## DESCRIPTION OF THE TASK
When you have gone through the records, report how many lines include "BackendKind", giving the number and nothing more.

## RECORDS FOR THE EXERCISE
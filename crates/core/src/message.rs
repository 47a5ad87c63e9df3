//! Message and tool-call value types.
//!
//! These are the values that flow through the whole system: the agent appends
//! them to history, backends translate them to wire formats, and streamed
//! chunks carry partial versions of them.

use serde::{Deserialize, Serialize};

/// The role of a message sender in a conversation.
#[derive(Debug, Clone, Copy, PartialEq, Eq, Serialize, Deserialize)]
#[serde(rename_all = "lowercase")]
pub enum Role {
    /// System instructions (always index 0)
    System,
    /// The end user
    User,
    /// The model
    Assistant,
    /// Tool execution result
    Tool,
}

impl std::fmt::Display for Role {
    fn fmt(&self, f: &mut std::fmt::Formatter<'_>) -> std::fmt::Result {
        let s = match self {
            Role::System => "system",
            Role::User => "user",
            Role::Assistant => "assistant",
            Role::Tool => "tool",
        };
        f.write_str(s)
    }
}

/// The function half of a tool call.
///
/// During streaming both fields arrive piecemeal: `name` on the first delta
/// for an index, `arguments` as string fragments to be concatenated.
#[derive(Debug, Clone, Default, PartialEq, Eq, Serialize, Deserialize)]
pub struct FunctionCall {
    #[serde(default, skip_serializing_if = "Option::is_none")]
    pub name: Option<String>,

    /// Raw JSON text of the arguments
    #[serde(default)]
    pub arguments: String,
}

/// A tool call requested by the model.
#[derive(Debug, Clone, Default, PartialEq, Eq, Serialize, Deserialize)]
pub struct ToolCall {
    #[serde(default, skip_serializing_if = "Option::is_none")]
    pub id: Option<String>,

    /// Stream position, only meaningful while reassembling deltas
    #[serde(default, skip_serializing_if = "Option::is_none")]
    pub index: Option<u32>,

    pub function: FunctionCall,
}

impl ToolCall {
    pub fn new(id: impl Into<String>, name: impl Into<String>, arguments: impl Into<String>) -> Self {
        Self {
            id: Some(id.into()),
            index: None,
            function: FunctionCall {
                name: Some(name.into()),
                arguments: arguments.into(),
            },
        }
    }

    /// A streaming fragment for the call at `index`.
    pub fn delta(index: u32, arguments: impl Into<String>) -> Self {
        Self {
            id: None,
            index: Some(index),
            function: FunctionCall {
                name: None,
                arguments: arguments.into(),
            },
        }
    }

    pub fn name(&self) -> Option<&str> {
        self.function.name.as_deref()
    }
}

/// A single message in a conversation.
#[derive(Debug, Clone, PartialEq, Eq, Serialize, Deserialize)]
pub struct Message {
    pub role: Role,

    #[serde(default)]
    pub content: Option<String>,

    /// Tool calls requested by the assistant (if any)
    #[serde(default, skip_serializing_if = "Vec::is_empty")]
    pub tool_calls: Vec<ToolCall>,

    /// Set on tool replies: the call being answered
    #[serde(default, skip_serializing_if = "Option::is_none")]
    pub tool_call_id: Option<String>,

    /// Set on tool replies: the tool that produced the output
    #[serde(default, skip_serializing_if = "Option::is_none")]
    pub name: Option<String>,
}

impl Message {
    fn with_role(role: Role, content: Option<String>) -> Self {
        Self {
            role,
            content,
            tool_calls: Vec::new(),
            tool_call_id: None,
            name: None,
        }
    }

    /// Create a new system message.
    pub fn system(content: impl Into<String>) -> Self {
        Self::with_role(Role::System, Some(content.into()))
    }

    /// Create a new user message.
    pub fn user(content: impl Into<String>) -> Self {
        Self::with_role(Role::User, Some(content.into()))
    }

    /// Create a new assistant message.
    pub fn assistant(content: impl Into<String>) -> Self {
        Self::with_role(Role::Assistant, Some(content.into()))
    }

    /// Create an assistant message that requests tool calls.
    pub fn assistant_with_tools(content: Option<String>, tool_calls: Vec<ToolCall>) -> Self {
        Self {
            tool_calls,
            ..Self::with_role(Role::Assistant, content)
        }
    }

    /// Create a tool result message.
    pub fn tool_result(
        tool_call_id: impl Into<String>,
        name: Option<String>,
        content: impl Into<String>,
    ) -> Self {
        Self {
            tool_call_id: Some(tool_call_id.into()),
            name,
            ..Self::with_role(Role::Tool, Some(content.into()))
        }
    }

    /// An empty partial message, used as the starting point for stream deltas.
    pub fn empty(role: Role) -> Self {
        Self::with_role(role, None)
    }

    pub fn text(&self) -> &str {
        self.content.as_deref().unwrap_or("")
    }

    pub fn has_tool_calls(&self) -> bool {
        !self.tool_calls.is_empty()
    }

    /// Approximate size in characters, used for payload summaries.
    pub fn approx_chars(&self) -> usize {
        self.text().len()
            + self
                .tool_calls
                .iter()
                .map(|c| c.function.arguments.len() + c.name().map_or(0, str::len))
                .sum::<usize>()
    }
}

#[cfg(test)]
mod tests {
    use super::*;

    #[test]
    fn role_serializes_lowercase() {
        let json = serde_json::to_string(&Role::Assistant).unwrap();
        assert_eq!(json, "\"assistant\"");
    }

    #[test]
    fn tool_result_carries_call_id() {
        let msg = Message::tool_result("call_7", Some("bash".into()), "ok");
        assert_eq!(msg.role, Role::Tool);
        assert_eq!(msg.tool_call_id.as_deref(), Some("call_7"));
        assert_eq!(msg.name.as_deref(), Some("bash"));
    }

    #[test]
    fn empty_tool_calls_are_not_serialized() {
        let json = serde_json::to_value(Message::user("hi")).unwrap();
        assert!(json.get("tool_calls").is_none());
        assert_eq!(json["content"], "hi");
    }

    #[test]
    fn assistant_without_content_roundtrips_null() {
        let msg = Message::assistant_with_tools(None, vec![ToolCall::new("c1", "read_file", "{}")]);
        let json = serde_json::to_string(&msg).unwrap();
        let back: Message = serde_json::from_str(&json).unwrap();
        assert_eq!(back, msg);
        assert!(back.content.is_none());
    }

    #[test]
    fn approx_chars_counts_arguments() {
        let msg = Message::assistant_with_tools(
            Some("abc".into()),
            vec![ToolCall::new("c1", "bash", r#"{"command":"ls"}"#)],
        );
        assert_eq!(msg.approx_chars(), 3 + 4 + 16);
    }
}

==

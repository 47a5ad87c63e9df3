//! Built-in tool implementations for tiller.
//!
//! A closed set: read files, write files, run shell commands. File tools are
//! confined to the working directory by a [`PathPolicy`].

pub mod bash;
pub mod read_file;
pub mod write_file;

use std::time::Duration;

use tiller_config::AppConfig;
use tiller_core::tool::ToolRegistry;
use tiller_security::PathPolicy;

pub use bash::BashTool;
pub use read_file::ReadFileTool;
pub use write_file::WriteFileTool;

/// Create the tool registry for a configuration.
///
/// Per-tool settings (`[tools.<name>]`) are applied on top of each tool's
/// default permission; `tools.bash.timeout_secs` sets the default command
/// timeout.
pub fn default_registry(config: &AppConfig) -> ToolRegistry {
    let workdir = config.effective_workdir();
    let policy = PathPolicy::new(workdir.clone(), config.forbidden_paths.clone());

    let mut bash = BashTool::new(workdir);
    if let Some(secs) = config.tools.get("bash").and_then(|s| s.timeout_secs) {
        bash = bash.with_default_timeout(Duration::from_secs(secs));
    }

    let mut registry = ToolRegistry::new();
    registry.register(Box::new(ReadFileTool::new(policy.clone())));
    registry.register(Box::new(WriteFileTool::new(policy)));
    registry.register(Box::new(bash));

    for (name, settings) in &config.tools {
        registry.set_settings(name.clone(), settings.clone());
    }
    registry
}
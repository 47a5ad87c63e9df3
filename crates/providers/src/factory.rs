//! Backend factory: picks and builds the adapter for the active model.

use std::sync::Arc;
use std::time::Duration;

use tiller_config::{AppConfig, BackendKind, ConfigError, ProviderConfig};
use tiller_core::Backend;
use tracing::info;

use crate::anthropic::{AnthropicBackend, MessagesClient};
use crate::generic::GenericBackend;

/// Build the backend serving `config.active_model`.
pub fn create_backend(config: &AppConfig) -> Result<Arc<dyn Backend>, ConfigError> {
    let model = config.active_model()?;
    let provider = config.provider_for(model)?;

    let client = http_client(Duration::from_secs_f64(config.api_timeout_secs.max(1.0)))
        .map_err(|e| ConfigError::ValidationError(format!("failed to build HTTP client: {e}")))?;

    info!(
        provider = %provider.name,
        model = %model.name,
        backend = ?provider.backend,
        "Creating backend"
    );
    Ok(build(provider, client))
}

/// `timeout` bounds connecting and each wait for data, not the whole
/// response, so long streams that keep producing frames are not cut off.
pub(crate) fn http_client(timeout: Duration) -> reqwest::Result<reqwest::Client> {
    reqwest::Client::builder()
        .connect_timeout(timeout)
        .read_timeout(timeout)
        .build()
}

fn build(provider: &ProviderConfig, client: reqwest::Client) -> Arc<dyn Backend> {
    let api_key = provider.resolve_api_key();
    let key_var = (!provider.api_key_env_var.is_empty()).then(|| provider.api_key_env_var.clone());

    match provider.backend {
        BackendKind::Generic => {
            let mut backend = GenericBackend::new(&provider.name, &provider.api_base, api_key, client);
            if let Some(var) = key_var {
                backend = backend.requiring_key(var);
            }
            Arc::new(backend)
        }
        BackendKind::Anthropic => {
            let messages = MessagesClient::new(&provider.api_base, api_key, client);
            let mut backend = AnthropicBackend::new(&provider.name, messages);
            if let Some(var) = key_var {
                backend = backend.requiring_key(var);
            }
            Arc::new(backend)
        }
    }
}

## RESPONSE AREA
3